I recall one time in my career that I waived my own rule against hiring close relatives, and hired an engineer who was married to our general accounting manager. He did fine at first, but then we made the typical mistake. We took this competent engineer and promoted him to a supervisory position, for which he had no preparation and for which we gave him no training.
Now we have compounded problems. We realize that the man is clearly failing as a supervisor and our choices are lousy: we can demote him back to an engineering role or we can fire him and risk the ire of his wife, who is one of our star performers in another area.
We ultimately fired the guy. We did it the right way—left him his dignity and a small severance package—and he took it pretty well. Why? Because he knew he was not doing the job and was miserable.

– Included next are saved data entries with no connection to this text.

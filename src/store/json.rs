use async_trait::async_trait;
use std::path::{Path, PathBuf};
use tokio::sync::RwLock;
use tracing::debug;

use super::{MappingData, MappingStore, StoreError, Table};
use crate::model::project::Namespace;

/// Mapping store persisted as a single pretty-printed JSON document.
///
/// The whole document is rewritten on every `set`, while the write lock is
/// held, so concurrent writers never interleave partial files.
pub struct JsonMappingStore {
    path: PathBuf,
    data: RwLock<MappingData>,
}

impl JsonMappingStore {
    pub async fn open(path: impl AsRef<Path>) -> Result<Self, StoreError> {
        let path = path.as_ref().to_path_buf();
        let data = match tokio::fs::read_to_string(&path).await {
            Ok(contents) if contents.trim().is_empty() => MappingData::default(),
            Ok(contents) => serde_json::from_str(&contents)?,
            Err(e) if e.kind() == std::io::ErrorKind::NotFound => MappingData::default(),
            Err(e) => return Err(e.into()),
        };
        debug!(path = %path.display(), "opened mapping store");
        Ok(Self {
            path,
            data: RwLock::new(data),
        })
    }

    async fn save(&self, data: &MappingData) -> Result<(), StoreError> {
        if let Some(parent) = self.path.parent() {
            tokio::fs::create_dir_all(parent).await?;
        }
        let json = serde_json::to_string_pretty(data)?;
        tokio::fs::write(&self.path, json).await?;
        Ok(())
    }
}

#[async_trait]
impl MappingStore for JsonMappingStore {
    async fn get(&self, ns: &Namespace, table: Table, key: &str) -> Result<Option<u64>, StoreError> {
        Ok(self.data.read().await.get(ns, table, key))
    }

    async fn set(
        &self,
        ns: &Namespace,
        table: Table,
        key: &str,
        value: u64,
    ) -> Result<(), StoreError> {
        let mut data = self.data.write().await;
        data.set(ns, table, key, value);
        self.save(&data).await
    }

    async fn entries(&self, ns: &Namespace, table: Table) -> Result<Vec<(String, u64)>, StoreError> {
        Ok(self.data.read().await.entries(ns, table))
    }
}
//! Preview -> confirm -> execute orchestration for one replication command.

use async_trait::async_trait;
use std::time::Duration;
use thiserror::Error;
use tracing::{debug, info};

use crate::config::ConfigError;
use crate::directory::TeamDirectory;
use crate::model::project::{Namespace, ProjectId};
use crate::replicate::report::ExecutionReport;
use crate::replicate::{ReplicateOptions, Replicator, RunMode};
use crate::store::MappingStore;
use crate::tracker::{Tracker, TrackerError};

#[derive(Debug, Clone, Copy, PartialEq, Eq)]
pub enum Confirmation {
    Yes,
    No,
    TimedOut,
}

/// Asks the requester to approve a previewed run.
#[async_trait]
pub trait Confirm: Send + Sync {
    async fn await_confirmation(&self, preview: &ExecutionReport, timeout: Duration) -> Confirmation;
}

#[derive(Debug, Clone, Copy, PartialEq, Eq)]
pub enum Outcome {
    Executed,
    Cancelled,
    TimedOut,
}

#[derive(Debug, Clone, Copy, PartialEq, Eq)]
enum State {
    Idle,
    PreviewGenerated,
    AwaitingConfirmation,
    Confirmed,
    Executed,
    Cancelled,
    TimedOut,
}

#[derive(Debug, Clone, Copy, Default)]
pub struct RunOptions {
    /// Skip confirmation and execute right after the preview.
    pub immediate_execute: bool,
    pub close_on_success: bool,
    pub force: bool,
}

#[derive(Debug)]
pub struct RunResult {
    pub preview: ExecutionReport,
    pub execution: Option<ExecutionReport>,
    pub outcome: Outcome,
}

#[derive(Debug, Error)]
pub enum WorkflowError {
    #[error(transparent)]
    Config(#[from] ConfigError),
    #[error("listing source issues failed: {0}")]
    SourceIssues(#[from] TrackerError),
}

pub struct Workflow<'a> {
    tracker: &'a dyn Tracker,
    directory: &'a dyn TeamDirectory,
    store: &'a dyn MappingStore,
    confirm_timeout: Duration,
}

impl<'a> Workflow<'a> {
    pub fn new(
        tracker: &'a dyn Tracker,
        directory: &'a dyn TeamDirectory,
        store: &'a dyn MappingStore,
        confirm_timeout: Duration,
    ) -> Self {
        Self {
            tracker,
            directory,
            store,
            confirm_timeout,
        }
    }

    pub async fn run_replication(
        &self,
        source: Option<&ProjectId>,
        dest: Option<&ProjectId>,
        options: RunOptions,
        confirm: &dyn Confirm,
    ) -> Result<RunResult, WorkflowError> {
        let dest = dest.ok_or(ConfigError::MissingProject("destination"))?;
        let source = source.ok_or(ConfigError::MissingProject("source"))?;
        let namespace = Namespace::new(source.clone(), dest.clone());
        let replicator = Replicator::new(
            self.tracker,
            self.directory,
            self.store,
            &namespace,
            ReplicateOptions {
                close_on_success: options.close_on_success,
                force: options.force,
            },
        );

        let mut state = State::Idle;
        let preview = self.run(&replicator, &namespace, RunMode::Preview).await?;
        transition(&mut state, State::PreviewGenerated);

        if !options.immediate_execute {
            transition(&mut state, State::AwaitingConfirmation);
            let answer = tokio::time::timeout(
                self.confirm_timeout,
                confirm.await_confirmation(&preview, self.confirm_timeout),
            )
            .await
            .unwrap_or(Confirmation::TimedOut);
            match answer {
                Confirmation::Yes => transition(&mut state, State::Confirmed),
                Confirmation::No => {
                    transition(&mut state, State::Cancelled);
                    return Ok(RunResult {
                        preview,
                        execution: None,
                        outcome: Outcome::Cancelled,
                    });
                }
                Confirmation::TimedOut => {
                    transition(&mut state, State::TimedOut);
                    return Ok(RunResult {
                        preview,
                        execution: None,
                        outcome: Outcome::TimedOut,
                    });
                }
            }
        }

        let execution = self.run(&replicator, &namespace, RunMode::Execute).await?;
        transition(&mut state, State::Executed);
        Ok(RunResult {
            preview,
            execution: Some(execution),
            outcome: Outcome::Executed,
        })
    }

    /// Source issues are read fresh for every run.
    async fn run(
        &self,
        replicator: &Replicator<'_>,
        namespace: &Namespace,
        mode: RunMode,
    ) -> Result<ExecutionReport, WorkflowError> {
        let issues = self.tracker.list_open_issues(&namespace.source).await?;
        Ok(replicator.replicate(&issues, mode).await)
    }
}

fn transition(state: &mut State, next: State) {
    debug!(from = ?state, to = ?next, "workflow transition");
    if matches!(next, State::Executed | State::Cancelled | State::TimedOut) {
        info!(outcome = ?next, "replication command finished");
    }
    *state = next;
}

#[cfg(test)]
mod tests {
    use super::*;
    use crate::directory::mock::StaticDirectory;
    use crate::store::MemoryMappingStore;
    use crate::tracker::mock::{issue, member, MockTracker};
    use std::sync::atomic::{AtomicUsize, Ordering};

    struct Scripted {
        answer: Option<Confirmation>,
        asked: AtomicUsize,
    }

    impl Scripted {
        fn answering(answer: Confirmation) -> Self {
            Self {
                answer: Some(answer),
                asked: AtomicUsize::new(0),
            }
        }

        fn silent() -> Self {
            Self {
                answer: None,
                asked: AtomicUsize::new(0),
            }
        }
    }

    #[async_trait]
    impl Confirm for Scripted {
        async fn await_confirmation(&self, _preview: &ExecutionReport, _timeout: Duration) -> Confirmation {
            self.asked.fetch_add(1, Ordering::SeqCst);
            match self.answer {
                Some(answer) => answer,
                None => std::future::pending().await,
            }
        }
    }

    fn fixture() -> (MockTracker, StaticDirectory, MemoryMappingStore) {
        let tracker = MockTracker::new()
            .with_issues(vec![issue(1, "Mission", &["1_individual"])])
            .with_members(vec![member(1, "Aki"), member(2, "Ben")]);
        let directory = StaticDirectory::new(&[(1, "red"), (2, "blue")]);
        (tracker, directory, MemoryMappingStore::new())
    }

    fn projects() -> (ProjectId, ProjectId) {
        (ProjectId::new("src"), ProjectId::new("dest"))
    }

    #[tokio::test]
    async fn affirmative_answer_executes() {
        let (tracker, directory, store) = fixture();
        let (src, dest) = projects();
        let workflow = Workflow::new(&tracker, &directory, &store, Duration::from_secs(5));
        let confirm = Scripted::answering(Confirmation::Yes);

        let result = workflow
            .run_replication(Some(&src), Some(&dest), RunOptions::default(), &confirm)
            .await
            .unwrap();

        assert_eq!(result.outcome, Outcome::Executed);
        assert_eq!(result.preview.mode, RunMode::Preview);
        assert_eq!(result.preview.planned(), 2);
        assert_eq!(result.execution.unwrap().created(), 2);
        assert_eq!(tracker.created().len(), 2);
        assert_eq!(confirm.asked.load(Ordering::SeqCst), 1);
    }

    #[tokio::test]
    async fn negative_answer_cancels_without_mutation() {
        let (tracker, directory, store) = fixture();
        let (src, dest) = projects();
        let workflow = Workflow::new(&tracker, &directory, &store, Duration::from_secs(5));

        let result = workflow
            .run_replication(
                Some(&src),
                Some(&dest),
                RunOptions::default(),
                &Scripted::answering(Confirmation::No),
            )
            .await
            .unwrap();

        assert_eq!(result.outcome, Outcome::Cancelled);
        assert!(result.execution.is_none());
        assert_eq!(tracker.mutation_count(), 0);
    }

    #[tokio::test]
    async fn silence_times_out_without_mutation() {
        let (tracker, directory, store) = fixture();
        let (src, dest) = projects();
        let workflow = Workflow::new(&tracker, &directory, &store, Duration::from_millis(50));

        let result = workflow
            .run_replication(Some(&src), Some(&dest), RunOptions::default(), &Scripted::silent())
            .await
            .unwrap();

        assert_eq!(result.outcome, Outcome::TimedOut);
        assert!(result.execution.is_none());
        assert_eq!(tracker.mutation_count(), 0);
    }

    #[tokio::test]
    async fn immediate_execute_skips_confirmation() {
        let (tracker, directory, store) = fixture();
        let (src, dest) = projects();
        let workflow = Workflow::new(&tracker, &directory, &store, Duration::from_secs(5));
        let confirm = Scripted::answering(Confirmation::No);
        let options = RunOptions {
            immediate_execute: true,
            close_on_success: true,
            force: false,
        };

        let result = workflow
            .run_replication(Some(&src), Some(&dest), options, &confirm)
            .await
            .unwrap();

        assert_eq!(result.outcome, Outcome::Executed);
        assert_eq!(confirm.asked.load(Ordering::SeqCst), 0);
        assert!(result.preview.render().contains("Would close source issue #1"));
        let execution = result.execution.unwrap().render();
        assert!(execution.contains("Closed source issue #1"));
        assert_eq!(tracker.closed(), vec![1]);
    }

    #[tokio::test]
    async fn missing_project_is_fatal_before_any_work() {
        let (tracker, directory, store) = fixture();
        let (src, _) = projects();
        let workflow = Workflow::new(&tracker, &directory, &store, Duration::from_secs(5));

        let err = workflow
            .run_replication(
                Some(&src),
                None,
                RunOptions::default(),
                &Scripted::answering(Confirmation::Yes),
            )
            .await
            .unwrap_err();

        assert!(matches!(err, WorkflowError::Config(ConfigError::MissingProject("destination"))));
        assert_eq!(tracker.mutation_count(), 0);
    }
}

His wife actually thanked us for taking him off the hook. She confirmed that he had misgivings about taking the supervisory job, since he’d never done that before, but he wanted the status and extra pay grade that came with the promotion. Bad moves–on his part and, especially, on our part.
Hiring relatives is fraught with peril. Almost the same can be true of hiring close friends. Good friends are harder to find than employees. Remember that. And with relatives, you can seldom be truly objective. Even when you are, other employees still doubt that you have been. You very quickly put yourself between a rock and a hard place.
The worst outcome is when under-performing or downright incompetent relatives are kept in place. This demoralizes the entire organization doing untold harm.
Second, if you think you want to promote that star individual performer into a supervisory or managerial spot, spend some time on testing and see if their personal makeup will fit that kind of job. Then invest time in training them to understand the different nature of such a job. The primary difference is that instead of relying solely on their own talents and hard work, now they must organize and direct the efforts of others, including delegation of work.
Smart companies create separate ladders so the skilled specialists and individual contributors can be compensated better and rewarded for their contributions without the reward being a one-way ticket to the wrong job on the way to the unemployment line.
Finally, don’t be too reluctant or wait too long to fire someone especially when they are performing miserably. But do make sure they have been told about the problems with their performance—at least twice—in a clear way. There may be some extenuating circumstances you don’t know about, that if remedied, would allow you to save a good employee.
When you finally decide to fire someone, keep it short and make it about the job and performance, and not about them or what kind of person they are. Leave them intact, with their dignity as a person, to restart their life anew. After all, they probably know better than anyone how lost they are in that job, and they might just surprise you.
I always recall one of the first people I had to fire. She was a very nice, pleasant, hard-working young woman—who messed up nearly everything she touched. She was a customer service rep, so her foul-ups really hurt. When I told her we were going to terminate her, she took a deep breath—I thought to myself, here come the tears. Her next words, as she exhaled, were “Thank you! Thank you so much. I am so relieved. I know I have been messing everything up, but I didn’t want to be ‘a quitter’.”
That is a lesson I have never forgotten. Always remember that it takes two errors to create a failed employee: an employee who doesn’t perform in the job, and the supervisor who put them in a position to fail. Take that responsibility to heart, because I’m convinced that the cause of failures and firings is the management error at least as often as it is a poorly performing person.